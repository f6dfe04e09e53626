// SPDX-License-Identifier: BUSL-1.1
// Copyright (c) 2026 Alfred Jean LLC

//! Globus Transfer adapter (spec.md §1 "Globus... black-box collaborator",
//! §4.C staging).

use async_trait::async_trait;
use std::time::Duration;
use thiserror::Error;
use uuid::Uuid;

/// Errors from Globus operations.
#[derive(Debug, Error)]
pub enum GlobusError {
    #[error("transfer not found: {0}")]
    NotFound(String),
    #[error("request to Globus Transfer API failed: {0}")]
    Request(String),
    #[error("unexpected response from Globus Transfer API: {0}")]
    Protocol(String),
}

/// A Globus task id, opaque to `sup-engine`.
#[derive(Debug, Clone, PartialEq, Eq, Hash)]
pub struct TransferId(pub String);

impl std::fmt::Display for TransferId {
    fn fmt(&self, f: &mut std::fmt::Formatter<'_>) -> std::fmt::Result {
        write!(f, "{}", self.0)
    }
}

/// The state of a submitted Globus transfer task.
#[derive(Debug, Clone, Copy, PartialEq, Eq)]
pub enum TransferStatus {
    Active,
    Succeeded,
    Failed,
}

/// Adapter for the Globus Transfer service. `sup-engine`'s staging
/// engine (§4.C) only ever starts a transfer and polls it to completion
/// — the transfer protocol itself is entirely Globus's concern.
#[async_trait]
pub trait GlobusAdapter: Send + Sync {
    /// Start a transfer between two Globus endpoints. Returns
    /// immediately with a task id; the transfer runs asynchronously on
    /// Globus's infrastructure.
    async fn init_transfer(
        &self,
        endpoint_src: &str,
        path_src: &str,
        endpoint_dst: &str,
        path_dst: &str,
    ) -> Result<TransferId, GlobusError>;

    /// Block (via internal polling) until the transfer reaches a
    /// terminal status, then return it.
    async fn monitor_transfer(&self, id: &TransferId) -> Result<TransferStatus, GlobusError>;

    /// A single, non-blocking status check.
    async fn query_status(&self, id: &TransferId) -> Result<TransferStatus, GlobusError>;
}

/// Real [`GlobusAdapter`] backed by the Globus Transfer REST API.
pub struct GlobusTransferAdapter {
    http: reqwest::Client,
    base_url: String,
    access_token: String,
    poll_interval: Duration,
}

impl GlobusTransferAdapter {
    pub fn new(base_url: impl Into<String>, access_token: impl Into<String>) -> Self {
        Self {
            http: reqwest::Client::new(),
            base_url: base_url.into(),
            access_token: access_token.into(),
            poll_interval: Duration::from_secs(5),
        }
    }

    pub fn with_poll_interval(mut self, interval: Duration) -> Self {
        self.poll_interval = interval;
        self
    }

    fn parse_status(raw: &str) -> Result<TransferStatus, GlobusError> {
        match raw {
            "ACTIVE" => Ok(TransferStatus::Active),
            "SUCCEEDED" => Ok(TransferStatus::Succeeded),
            "FAILED" | "INACTIVE" => Ok(TransferStatus::Failed),
            other => Err(GlobusError::Protocol(format!(
                "unrecognized transfer status: {other}"
            ))),
        }
    }
}

#[derive(serde::Serialize)]
struct SubmissionRequest<'a> {
    submission_id: String,
    source_endpoint: &'a str,
    destination_endpoint: &'a str,
    #[serde(rename = "DATA")]
    data: Vec<TransferItem<'a>>,
}

#[derive(serde::Serialize)]
struct TransferItem<'a> {
    source_path: &'a str,
    destination_path: &'a str,
    recursive: bool,
}

#[derive(serde::Deserialize)]
struct SubmissionResponse {
    task_id: String,
}

#[derive(serde::Deserialize)]
struct TaskResponse {
    status: String,
}

#[async_trait]
impl GlobusAdapter for GlobusTransferAdapter {
    async fn init_transfer(
        &self,
        endpoint_src: &str,
        path_src: &str,
        endpoint_dst: &str,
        path_dst: &str,
    ) -> Result<TransferId, GlobusError> {
        let body = SubmissionRequest {
            submission_id: Uuid::new_v4().to_string(),
            source_endpoint: endpoint_src,
            destination_endpoint: endpoint_dst,
            data: vec![TransferItem {
                source_path: path_src,
                destination_path: path_dst,
                recursive: true,
            }],
        };

        let response = self
            .http
            .post(format!("{}/transfer", self.base_url))
            .bearer_auth(&self.access_token)
            .json(&body)
            .send()
            .await
            .map_err(|e| GlobusError::Request(e.to_string()))?
            .error_for_status()
            .map_err(|e| GlobusError::Request(e.to_string()))?
            .json::<SubmissionResponse>()
            .await
            .map_err(|e| GlobusError::Protocol(e.to_string()))?;

        tracing::info!(task_id = %response.task_id, endpoint_src, endpoint_dst, "globus transfer started");
        Ok(TransferId(response.task_id))
    }

    async fn monitor_transfer(&self, id: &TransferId) -> Result<TransferStatus, GlobusError> {
        loop {
            let status = self.query_status(id).await?;
            if status != TransferStatus::Active {
                return Ok(status);
            }
            tokio::time::sleep(self.poll_interval).await;
        }
    }

    async fn query_status(&self, id: &TransferId) -> Result<TransferStatus, GlobusError> {
        let response = self
            .http
            .get(format!("{}/task/{}", self.base_url, id.0))
            .bearer_auth(&self.access_token)
            .send()
            .await
            .map_err(|e| GlobusError::Request(e.to_string()))?;

        if response.status() == reqwest::StatusCode::NOT_FOUND {
            return Err(GlobusError::NotFound(id.0.clone()));
        }

        let task = response
            .error_for_status()
            .map_err(|e| GlobusError::Request(e.to_string()))?
            .json::<TaskResponse>()
            .await
            .map_err(|e| GlobusError::Protocol(e.to_string()))?;

        Self::parse_status(&task.status)
    }
}

#[cfg(any(test, feature = "test-support"))]
mod fake {
    use super::{GlobusAdapter, GlobusError, TransferId, TransferStatus};
    use async_trait::async_trait;
    use parking_lot::Mutex;
    use std::collections::HashMap;
    use std::sync::Arc;

    /// Recorded call against a [`FakeGlobusAdapter`].
    #[derive(Debug, Clone, PartialEq, Eq)]
    pub enum GlobusCall {
        InitTransfer {
            endpoint_src: String,
            endpoint_dst: String,
        },
        MonitorTransfer {
            id: TransferId,
        },
        QueryStatus {
            id: TransferId,
        },
    }

    struct FakeGlobusState {
        calls: Vec<GlobusCall>,
        statuses: HashMap<String, TransferStatus>,
        next_id: u64,
    }

    /// A [`GlobusAdapter`] that records calls and returns scripted
    /// statuses, shaped after `sup-shell`'s `FakeShell`.
    #[derive(Clone)]
    pub struct FakeGlobusAdapter {
        inner: Arc<Mutex<FakeGlobusState>>,
    }

    impl Default for FakeGlobusAdapter {
        fn default() -> Self {
            Self {
                inner: Arc::new(Mutex::new(FakeGlobusState {
                    calls: Vec::new(),
                    statuses: HashMap::new(),
                    next_id: 0,
                })),
            }
        }
    }

    impl FakeGlobusAdapter {
        pub fn new() -> Self {
            Self::default()
        }

        pub fn calls(&self) -> Vec<GlobusCall> {
            self.inner.lock().calls.clone()
        }

        /// Set the status that will be returned for `id` from now on.
        pub fn set_status(&self, id: &TransferId, status: TransferStatus) {
            self.inner.lock().statuses.insert(id.0.clone(), status);
        }
    }

    #[async_trait]
    impl GlobusAdapter for FakeGlobusAdapter {
        async fn init_transfer(
            &self,
            endpoint_src: &str,
            _path_src: &str,
            endpoint_dst: &str,
            _path_dst: &str,
        ) -> Result<TransferId, GlobusError> {
            let mut inner = self.inner.lock();
            inner.next_id += 1;
            let id = TransferId(format!("fake-transfer-{}", inner.next_id));
            inner.calls.push(GlobusCall::InitTransfer {
                endpoint_src: endpoint_src.to_string(),
                endpoint_dst: endpoint_dst.to_string(),
            });
            inner.statuses.insert(id.0.clone(), TransferStatus::Active);
            Ok(id)
        }

        async fn monitor_transfer(&self, id: &TransferId) -> Result<TransferStatus, GlobusError> {
            self.inner.lock().calls.push(GlobusCall::MonitorTransfer { id: id.clone() });
            self.query_status(id).await
        }

        async fn query_status(&self, id: &TransferId) -> Result<TransferStatus, GlobusError> {
            let mut inner = self.inner.lock();
            inner.calls.push(GlobusCall::QueryStatus { id: id.clone() });
            inner
                .statuses
                .get(&id.0)
                .copied()
                .ok_or_else(|| GlobusError::NotFound(id.0.clone()))
        }
    }
}

#[cfg(any(test, feature = "test-support"))]
pub use fake::{FakeGlobusAdapter, GlobusCall};

#[cfg(test)]
#[path = "globus_tests.rs"]
mod tests;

(WHAT THE TASK ASKS) Search the entries above for the word "SubmissionResponse" and count the lines that hold it. Reply with only that number.

(TASK SOLUTION) 2